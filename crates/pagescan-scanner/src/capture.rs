// SPDX-License-Identifier: PMPL-1.0-or-later
// Copyright (c) 2026 Jonathan D.A. Jewell (hyperpolymath) <jonathan.jewell@open.ac.uk>
//
// Capture strategy chain — ordered ways of turning a live stream into a
// still image. The chain fails only when every strategy fails.

use image::RgbaImage;
use pagescan_bridge::VideoStream;
use pagescan_core::error::{Result, ScanError};
use tracing::{debug, instrument, warn};

/// One way of obtaining a still from a live stream.
pub trait CaptureStrategy: Send + Sync {
    fn name(&self) -> &'static str;
    fn capture(&self, stream: &mut dyn VideoStream) -> Result<RgbaImage>;
}

/// Copy the current preview frame.
pub struct GrabFrame;

impl CaptureStrategy for GrabFrame {
    fn name(&self) -> &'static str {
        "grab-frame"
    }

    fn capture(&self, stream: &mut dyn VideoStream) -> Result<RgbaImage> {
        stream.grab_frame()
    }
}

/// Ask the device for a full still photo.
pub struct TakePhoto;

impl CaptureStrategy for TakePhoto {
    fn name(&self) -> &'static str {
        "take-photo"
    }

    fn capture(&self, stream: &mut dyn VideoStream) -> Result<RgbaImage> {
        stream.take_photo()
    }
}

pub struct CaptureChain {
    strategies: Vec<Box<dyn CaptureStrategy>>,
}

impl Default for CaptureChain {
    /// Preview frame first, then still photo.
    fn default() -> Self {
        Self::new(vec![Box::new(GrabFrame), Box::new(TakePhoto)])
    }
}

impl CaptureChain {
    pub fn new(strategies: Vec<Box<dyn CaptureStrategy>>) -> Self {
        Self { strategies }
    }

    /// Try each strategy in order and return the first image.
    ///
    /// Fails with `CaptureFailed` listing every strategy's error when none
    /// succeeds. Empty images count as failures.
    #[instrument(skip_all, fields(strategies = self.strategies.len()))]
    pub fn capture(&self, stream: &mut dyn VideoStream) -> Result<RgbaImage> {
        let mut failures = Vec::new();
        for strategy in &self.strategies {
            match strategy.capture(stream) {
                Ok(image) if image.width() > 0 && image.height() > 0 => {
                    debug!(
                        strategy = strategy.name(),
                        width = image.width(),
                        height = image.height(),
                        "Frame captured"
                    );
                    return Ok(image);
                }
                Ok(_) => failures.push(format!("{}: empty image", strategy.name())),
                Err(err) => {
                    warn!(strategy = strategy.name(), error = %err, "Capture strategy failed");
                    failures.push(format!("{}: {}", strategy.name(), err));
                }
            }
        }
        if failures.is_empty() {
            failures.push("no capture strategies configured".into());
        }
        Err(ScanError::CaptureFailed(failures.join("; ")))
    }
}

#[cfg(test)]
mod tests {
    use super::*;
    use image::Rgba;
    use pagescan_bridge::{MediaCapture, ReplayCapture, ReplayDevice};
    use pagescan_core::CameraConfig;

    fn stream_for(device: ReplayDevice) -> Box<dyn VideoStream> {
        ReplayCapture::new()
            .with_device(device)
            .acquire(&CameraConfig::default())
            .unwrap()
    }

    fn frames() -> Vec<RgbaImage> {
        vec![RgbaImage::from_pixel(10, 10, Rgba([1, 2, 3, 255]))]
    }

    #[test]
    fn falls_back_to_still_photo() {
        let mut stream = stream_for(ReplayDevice::new("a", None, frames()).failing_grab());
        let image = CaptureChain::default().capture(stream.as_mut()).unwrap();
        assert_eq!(image.dimensions(), (10, 10));
    }

    #[test]
    fn all_failures_surface_capture_failed() {
        let mut stream =
            stream_for(ReplayDevice::new("a", None, frames()).failing_grab().failing_photo());
        match CaptureChain::default().capture(stream.as_mut()) {
            Err(ScanError::CaptureFailed(detail)) => {
                assert!(detail.contains("grab-frame"));
                assert!(detail.contains("take-photo"));
            }
            other => panic!("expected CaptureFailed, got {:?}", other.map(|i| i.dimensions())),
        }
    }

    #[test]
    fn empty_chain_fails() {
        let mut stream = stream_for(ReplayDevice::new("a", None, frames()));
        assert!(CaptureChain::new(Vec::new()).capture(stream.as_mut()).is_err());
    }
}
+===+
■ PROMPT: The whole listing above is to be copied exactly.

■ RESPONSE AREA:
filename crates/pagescan-scanner/src/capture.rs
// SPDX-License-Identifier: PMPL-1.0-or-later
// Copyright (c) 2026 Jonathan D.A. Jewell (hyperpolymath) <jonathan.jewell@open.ac.uk>
//
// Capture strategy chain — ordered ways of turning a live stream into a
// still image. The chain fails only when every strategy fails.

use image::RgbaImage;
use pagescan_bridge::VideoStream;
use pagescan_core::error::{Result, ScanError};
use tracing::{debug, instrument, warn};

/// One way of obtaining a still from a live stream.
pub trait CaptureStrategy: Send + Sync {
    fn name(&self) -> &'static str;
    fn capture(&self, stream: &mut dyn VideoStream) -> Result<RgbaImage>;
}

/// Copy the current preview frame.
pub struct GrabFrame;

impl CaptureStrategy for GrabFrame {
    fn name(&self) -> &'static str {
        "grab-frame"
    }

    fn capture(&self, stream: &mut dyn VideoStream) -> Result<RgbaImage> {
        stream.grab_frame()
    }
}

/// Ask the device for a full still photo.
pub struct TakePhoto;

impl CaptureStrategy for TakePhoto {
    fn name(&self) -> &'static str {
        "take-photo"
    }

    fn capture(&self, stream: &mut dyn VideoStream) -> Result<RgbaImage> {
        stream.take_photo()
    }
}

pub struct CaptureChain {
    strategies: Vec<Box<dyn CaptureStrategy>>,
}

impl Default for CaptureChain {
    /// Preview frame first, then still photo.
    fn default() -> Self {
        Self::new(vec![Box::new(GrabFrame), Box::new(TakePhoto)])
    }
}

impl CaptureChain {
    pub fn new(strategies: Vec<Box<dyn CaptureStrategy>>) -> Self {
        Self { strategies }
    }

    /// Try each strategy in order and return the first image.
    ///
    /// Fails with `CaptureFailed` listing every strategy's error when none
    /// succeeds. Empty images count as failures.
    #[instrument(skip_all, fields(strategies = self.strategies.len()))]
    pub fn capture(&self, stream: &mut dyn VideoStream) -> Result<RgbaImage> {
        let mut failures = Vec::new();
        for strategy in &self.strategies {
            match strategy.capture(stream) {
                Ok(image) if image.width() > 0 && image.height() > 0 => {
                    debug!(
                        strategy = strategy.name(),
                        width = image.width(),
                        height = image.height(),
                        "Frame captured"
                    );
                    return Ok(image);
                }
                Ok(_) => failures.push(format!("{}: empty image", strategy.name())),
                Err(err) => {
                    warn!(strategy = strategy.name(), error = %err, "Capture strategy failed");
                    failures.push(format!("{}: {}", strategy.name(), err));
                }
            }
        }
        if failures.is_empty() {
            failures.push("no capture strategies configured".into());
        }
        Err(ScanError::CaptureFailed(failures.join("; ")))
    }
}

#[cfg(test)]
mod tests {
    use super::*;
    use image::Rgba;
    use pagescan_bridge::{MediaCapture, ReplayCapture, ReplayDevice};
    use pagescan_core::CameraConfig;

    fn stream_for(device: ReplayDevice) -> Box<dyn VideoStream> {
        ReplayCapture::new()
            .with_device(device)
            .acquire(&CameraConfig::default())
            .unwrap()
    }

    fn frames() -> Vec<RgbaImage> {
        vec![RgbaImage::from_pixel(10, 10, Rgba([1, 2, 3, 255]))]
    }

    #[test]
    fn falls_back_to_still_photo() {
        let mut stream = stream_for(ReplayDevice::new("a", None, frames()).failing_grab());
        let image = CaptureChain::default().capture(stream.as_mut()).unwrap();
        assert_eq!(image.dimensions(), (10, 10));
    }

    #[test]
    fn all_failures_surface_capture_failed() {
        let mut stream =
            stream_for(ReplayDevice::new("a", None, frames()).failing_grab().failing_photo());
        match CaptureChain::default().capture(stream.as_mut()) {
            Err(ScanError::CaptureFailed(detail)) => {
                assert!(detail.contains("grab-frame"));
                assert!(detail.contains("take-photo"));
            }
            other => panic!("expected CaptureFailed, got {:?}", other.map(|i| i.dimensions())),
        }
    }

    #[test]
    fn empty_chain_fails() {
        let mut stream = stream_for(ReplayDevice::new("a", None, frames()));
        assert!(CaptureChain::new(Vec::new()).capture(stream.as_mut()).is_err());
    }
}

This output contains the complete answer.